Exercise requirements:
Find and copy each line of the records where the string "models" shows up.

Provided records:

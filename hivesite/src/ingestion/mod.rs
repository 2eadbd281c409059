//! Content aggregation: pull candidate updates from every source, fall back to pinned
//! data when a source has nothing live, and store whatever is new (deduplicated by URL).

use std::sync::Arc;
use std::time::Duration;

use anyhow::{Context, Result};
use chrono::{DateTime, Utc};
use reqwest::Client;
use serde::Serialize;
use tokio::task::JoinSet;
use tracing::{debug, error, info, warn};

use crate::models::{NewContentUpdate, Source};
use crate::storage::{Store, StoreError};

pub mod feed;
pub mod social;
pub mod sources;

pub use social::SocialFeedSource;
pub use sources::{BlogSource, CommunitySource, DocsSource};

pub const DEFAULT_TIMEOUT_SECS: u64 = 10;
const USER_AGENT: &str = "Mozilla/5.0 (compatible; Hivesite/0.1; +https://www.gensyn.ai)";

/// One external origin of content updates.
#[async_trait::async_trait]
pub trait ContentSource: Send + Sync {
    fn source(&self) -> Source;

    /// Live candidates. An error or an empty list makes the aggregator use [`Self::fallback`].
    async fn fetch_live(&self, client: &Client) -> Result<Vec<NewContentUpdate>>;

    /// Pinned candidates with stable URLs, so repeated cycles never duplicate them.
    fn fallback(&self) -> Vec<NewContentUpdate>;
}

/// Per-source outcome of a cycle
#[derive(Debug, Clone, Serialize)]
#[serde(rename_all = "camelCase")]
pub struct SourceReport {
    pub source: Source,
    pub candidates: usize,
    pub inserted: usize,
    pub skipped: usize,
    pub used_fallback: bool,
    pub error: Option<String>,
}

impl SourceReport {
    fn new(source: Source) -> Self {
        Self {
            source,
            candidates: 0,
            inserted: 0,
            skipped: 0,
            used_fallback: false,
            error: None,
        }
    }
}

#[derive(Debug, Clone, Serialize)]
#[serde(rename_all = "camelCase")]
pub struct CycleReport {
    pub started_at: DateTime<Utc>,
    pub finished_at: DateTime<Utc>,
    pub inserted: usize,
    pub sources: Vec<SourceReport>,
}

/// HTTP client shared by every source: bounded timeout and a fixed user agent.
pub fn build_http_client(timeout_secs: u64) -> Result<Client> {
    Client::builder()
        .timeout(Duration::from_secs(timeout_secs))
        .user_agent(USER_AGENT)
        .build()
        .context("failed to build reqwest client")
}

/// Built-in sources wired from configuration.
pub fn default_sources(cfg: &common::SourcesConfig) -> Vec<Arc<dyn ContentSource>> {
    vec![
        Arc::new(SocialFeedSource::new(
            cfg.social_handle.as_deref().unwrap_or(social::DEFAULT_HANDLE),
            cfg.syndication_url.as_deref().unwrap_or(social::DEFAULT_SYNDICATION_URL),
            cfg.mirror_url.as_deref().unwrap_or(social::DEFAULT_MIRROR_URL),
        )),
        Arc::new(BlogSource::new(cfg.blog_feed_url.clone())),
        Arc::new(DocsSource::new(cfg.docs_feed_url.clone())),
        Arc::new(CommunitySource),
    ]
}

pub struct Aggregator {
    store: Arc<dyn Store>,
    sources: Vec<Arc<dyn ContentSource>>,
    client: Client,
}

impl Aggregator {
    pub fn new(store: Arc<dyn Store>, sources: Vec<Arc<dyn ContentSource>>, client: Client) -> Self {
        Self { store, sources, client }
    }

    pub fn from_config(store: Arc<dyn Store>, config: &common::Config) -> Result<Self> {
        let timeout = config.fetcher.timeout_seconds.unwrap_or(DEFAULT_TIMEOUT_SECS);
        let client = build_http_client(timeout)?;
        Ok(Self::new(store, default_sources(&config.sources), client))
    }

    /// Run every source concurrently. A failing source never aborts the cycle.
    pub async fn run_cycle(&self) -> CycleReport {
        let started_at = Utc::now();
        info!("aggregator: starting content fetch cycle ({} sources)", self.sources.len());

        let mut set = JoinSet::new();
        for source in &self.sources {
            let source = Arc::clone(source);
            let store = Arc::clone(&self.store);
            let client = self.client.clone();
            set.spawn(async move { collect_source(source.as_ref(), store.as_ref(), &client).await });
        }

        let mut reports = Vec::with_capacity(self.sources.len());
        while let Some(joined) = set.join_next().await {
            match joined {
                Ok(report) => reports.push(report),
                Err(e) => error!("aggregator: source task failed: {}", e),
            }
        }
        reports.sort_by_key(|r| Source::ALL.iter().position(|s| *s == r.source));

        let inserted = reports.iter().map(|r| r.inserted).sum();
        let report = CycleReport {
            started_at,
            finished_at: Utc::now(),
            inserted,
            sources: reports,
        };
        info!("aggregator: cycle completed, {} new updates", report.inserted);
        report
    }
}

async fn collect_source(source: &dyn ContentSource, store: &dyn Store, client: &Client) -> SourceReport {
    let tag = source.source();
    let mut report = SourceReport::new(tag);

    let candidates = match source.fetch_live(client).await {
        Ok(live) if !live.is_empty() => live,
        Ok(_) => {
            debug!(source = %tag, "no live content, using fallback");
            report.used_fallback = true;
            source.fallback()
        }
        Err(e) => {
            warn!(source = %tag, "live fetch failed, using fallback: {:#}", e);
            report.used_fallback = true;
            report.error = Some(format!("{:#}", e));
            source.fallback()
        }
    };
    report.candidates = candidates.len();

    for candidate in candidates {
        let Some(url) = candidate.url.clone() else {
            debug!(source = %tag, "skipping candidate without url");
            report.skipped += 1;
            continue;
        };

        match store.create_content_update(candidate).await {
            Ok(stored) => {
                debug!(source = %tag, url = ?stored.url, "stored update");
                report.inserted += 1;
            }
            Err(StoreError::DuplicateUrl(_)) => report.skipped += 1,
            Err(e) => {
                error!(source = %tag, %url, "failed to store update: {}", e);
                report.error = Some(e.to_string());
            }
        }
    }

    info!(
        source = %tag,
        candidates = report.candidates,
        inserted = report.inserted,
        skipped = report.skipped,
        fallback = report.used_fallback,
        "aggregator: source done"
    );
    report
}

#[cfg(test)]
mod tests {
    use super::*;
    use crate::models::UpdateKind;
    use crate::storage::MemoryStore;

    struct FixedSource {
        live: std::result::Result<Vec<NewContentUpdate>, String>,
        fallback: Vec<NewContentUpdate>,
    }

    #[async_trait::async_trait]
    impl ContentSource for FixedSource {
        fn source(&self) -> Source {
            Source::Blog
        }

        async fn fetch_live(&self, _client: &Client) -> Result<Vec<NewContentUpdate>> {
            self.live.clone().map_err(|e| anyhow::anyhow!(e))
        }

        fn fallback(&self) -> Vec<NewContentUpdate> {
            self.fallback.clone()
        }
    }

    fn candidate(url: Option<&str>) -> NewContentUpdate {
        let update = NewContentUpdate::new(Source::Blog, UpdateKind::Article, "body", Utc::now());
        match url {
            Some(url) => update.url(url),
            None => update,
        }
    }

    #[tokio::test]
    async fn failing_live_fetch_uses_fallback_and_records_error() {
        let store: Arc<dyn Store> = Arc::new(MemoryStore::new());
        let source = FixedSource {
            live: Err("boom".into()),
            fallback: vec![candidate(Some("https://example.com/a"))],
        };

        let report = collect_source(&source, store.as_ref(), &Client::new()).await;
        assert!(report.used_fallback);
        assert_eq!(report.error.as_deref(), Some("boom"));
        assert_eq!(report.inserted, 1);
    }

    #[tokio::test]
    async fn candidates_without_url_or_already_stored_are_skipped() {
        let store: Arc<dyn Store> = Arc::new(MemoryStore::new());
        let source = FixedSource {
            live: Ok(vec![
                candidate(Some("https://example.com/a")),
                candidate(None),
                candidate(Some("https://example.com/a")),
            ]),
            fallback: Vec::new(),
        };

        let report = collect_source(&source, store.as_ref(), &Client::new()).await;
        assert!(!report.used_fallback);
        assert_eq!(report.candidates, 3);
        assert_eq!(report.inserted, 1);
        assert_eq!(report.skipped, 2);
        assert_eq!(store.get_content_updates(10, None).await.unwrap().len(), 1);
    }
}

---

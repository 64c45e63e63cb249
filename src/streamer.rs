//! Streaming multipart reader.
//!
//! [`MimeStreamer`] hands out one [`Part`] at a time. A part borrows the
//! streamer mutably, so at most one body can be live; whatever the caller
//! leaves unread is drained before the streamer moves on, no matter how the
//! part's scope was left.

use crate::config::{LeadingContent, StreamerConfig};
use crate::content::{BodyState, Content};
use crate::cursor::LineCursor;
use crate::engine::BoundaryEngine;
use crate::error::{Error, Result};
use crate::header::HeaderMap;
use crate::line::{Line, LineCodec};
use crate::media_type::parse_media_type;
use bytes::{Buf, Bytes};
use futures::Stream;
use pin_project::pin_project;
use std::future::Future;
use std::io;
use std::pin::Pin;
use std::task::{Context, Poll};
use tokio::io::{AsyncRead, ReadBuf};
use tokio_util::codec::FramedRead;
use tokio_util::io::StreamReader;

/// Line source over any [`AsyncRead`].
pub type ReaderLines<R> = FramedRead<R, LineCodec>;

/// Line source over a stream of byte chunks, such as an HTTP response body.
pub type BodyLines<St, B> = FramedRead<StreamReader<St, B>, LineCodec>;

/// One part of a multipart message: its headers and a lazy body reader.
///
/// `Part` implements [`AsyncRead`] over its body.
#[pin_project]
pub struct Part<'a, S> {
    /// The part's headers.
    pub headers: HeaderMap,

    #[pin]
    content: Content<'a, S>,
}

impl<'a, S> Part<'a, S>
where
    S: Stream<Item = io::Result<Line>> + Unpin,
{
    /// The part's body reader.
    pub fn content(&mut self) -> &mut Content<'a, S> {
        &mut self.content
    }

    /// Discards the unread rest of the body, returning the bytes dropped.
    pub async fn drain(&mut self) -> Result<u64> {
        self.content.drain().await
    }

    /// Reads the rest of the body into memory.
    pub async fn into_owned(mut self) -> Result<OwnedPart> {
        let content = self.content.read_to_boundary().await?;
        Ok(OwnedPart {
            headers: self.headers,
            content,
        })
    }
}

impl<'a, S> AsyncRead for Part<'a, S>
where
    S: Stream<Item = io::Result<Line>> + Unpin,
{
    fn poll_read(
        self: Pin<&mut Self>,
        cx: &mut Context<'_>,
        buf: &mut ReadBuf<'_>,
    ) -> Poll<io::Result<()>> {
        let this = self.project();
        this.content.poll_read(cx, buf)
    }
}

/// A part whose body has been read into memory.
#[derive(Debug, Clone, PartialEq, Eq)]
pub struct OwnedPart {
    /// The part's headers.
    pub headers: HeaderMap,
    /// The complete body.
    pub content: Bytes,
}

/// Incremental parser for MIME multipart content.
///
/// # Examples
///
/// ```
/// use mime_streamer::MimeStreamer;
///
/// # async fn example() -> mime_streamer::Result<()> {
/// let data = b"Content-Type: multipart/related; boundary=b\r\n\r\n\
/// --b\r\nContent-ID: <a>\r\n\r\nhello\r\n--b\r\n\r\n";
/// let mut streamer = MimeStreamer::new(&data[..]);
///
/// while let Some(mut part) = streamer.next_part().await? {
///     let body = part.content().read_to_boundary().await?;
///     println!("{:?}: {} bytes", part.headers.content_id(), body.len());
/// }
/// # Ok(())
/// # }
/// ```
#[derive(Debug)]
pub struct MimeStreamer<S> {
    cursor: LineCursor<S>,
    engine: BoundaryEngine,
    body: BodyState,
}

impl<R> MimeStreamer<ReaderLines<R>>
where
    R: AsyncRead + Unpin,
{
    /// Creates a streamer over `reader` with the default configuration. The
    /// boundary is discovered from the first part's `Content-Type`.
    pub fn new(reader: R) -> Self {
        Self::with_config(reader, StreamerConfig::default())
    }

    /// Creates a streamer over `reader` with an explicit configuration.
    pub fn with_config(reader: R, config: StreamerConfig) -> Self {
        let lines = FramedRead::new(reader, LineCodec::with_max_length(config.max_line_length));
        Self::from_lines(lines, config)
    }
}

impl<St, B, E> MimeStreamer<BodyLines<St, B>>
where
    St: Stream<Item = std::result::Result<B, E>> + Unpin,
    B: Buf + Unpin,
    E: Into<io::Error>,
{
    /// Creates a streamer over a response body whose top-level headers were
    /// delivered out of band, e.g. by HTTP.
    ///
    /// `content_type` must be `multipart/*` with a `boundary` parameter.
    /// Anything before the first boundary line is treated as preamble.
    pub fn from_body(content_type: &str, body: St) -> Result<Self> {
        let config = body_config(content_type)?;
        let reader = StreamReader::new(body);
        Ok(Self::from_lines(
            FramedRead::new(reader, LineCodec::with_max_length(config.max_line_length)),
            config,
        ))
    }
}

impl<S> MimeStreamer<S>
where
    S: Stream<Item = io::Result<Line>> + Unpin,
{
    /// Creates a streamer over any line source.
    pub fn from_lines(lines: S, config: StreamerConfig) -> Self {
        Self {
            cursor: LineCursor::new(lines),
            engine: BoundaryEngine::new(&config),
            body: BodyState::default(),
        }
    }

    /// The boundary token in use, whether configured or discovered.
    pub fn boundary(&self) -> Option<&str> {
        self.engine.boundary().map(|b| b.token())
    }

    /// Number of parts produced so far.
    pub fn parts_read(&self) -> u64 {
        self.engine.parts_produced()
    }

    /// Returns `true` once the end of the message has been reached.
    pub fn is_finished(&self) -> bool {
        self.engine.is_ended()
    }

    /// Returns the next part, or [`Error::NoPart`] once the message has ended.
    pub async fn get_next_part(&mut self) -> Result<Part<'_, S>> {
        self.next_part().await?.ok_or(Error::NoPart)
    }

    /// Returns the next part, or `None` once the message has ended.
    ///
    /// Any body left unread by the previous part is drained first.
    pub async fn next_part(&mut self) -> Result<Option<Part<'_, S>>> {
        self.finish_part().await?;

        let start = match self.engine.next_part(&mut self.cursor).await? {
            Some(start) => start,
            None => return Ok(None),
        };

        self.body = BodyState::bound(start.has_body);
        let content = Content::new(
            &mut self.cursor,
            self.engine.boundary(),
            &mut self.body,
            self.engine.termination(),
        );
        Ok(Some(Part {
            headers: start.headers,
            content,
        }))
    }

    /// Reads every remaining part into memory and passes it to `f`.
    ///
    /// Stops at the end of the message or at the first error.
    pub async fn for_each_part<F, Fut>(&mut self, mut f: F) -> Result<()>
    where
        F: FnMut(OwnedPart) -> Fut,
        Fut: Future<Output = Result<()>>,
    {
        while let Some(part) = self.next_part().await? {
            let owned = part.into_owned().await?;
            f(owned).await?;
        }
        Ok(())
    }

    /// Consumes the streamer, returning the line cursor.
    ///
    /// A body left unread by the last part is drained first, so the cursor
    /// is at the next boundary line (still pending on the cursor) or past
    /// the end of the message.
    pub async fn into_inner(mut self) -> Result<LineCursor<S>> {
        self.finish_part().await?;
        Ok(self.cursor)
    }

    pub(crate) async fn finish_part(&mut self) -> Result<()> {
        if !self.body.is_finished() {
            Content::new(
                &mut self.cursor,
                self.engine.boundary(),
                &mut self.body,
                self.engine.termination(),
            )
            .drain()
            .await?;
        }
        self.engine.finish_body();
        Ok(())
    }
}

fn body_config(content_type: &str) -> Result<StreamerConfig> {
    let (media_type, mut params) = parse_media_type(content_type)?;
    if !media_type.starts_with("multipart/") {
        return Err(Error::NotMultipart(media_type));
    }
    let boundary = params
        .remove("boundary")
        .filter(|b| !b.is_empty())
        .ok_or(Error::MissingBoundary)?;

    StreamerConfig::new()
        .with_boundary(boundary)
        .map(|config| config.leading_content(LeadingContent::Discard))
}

Answer area:
use crate::models::{NewContentUpdate, Source};
    use crate::models::UpdateKind;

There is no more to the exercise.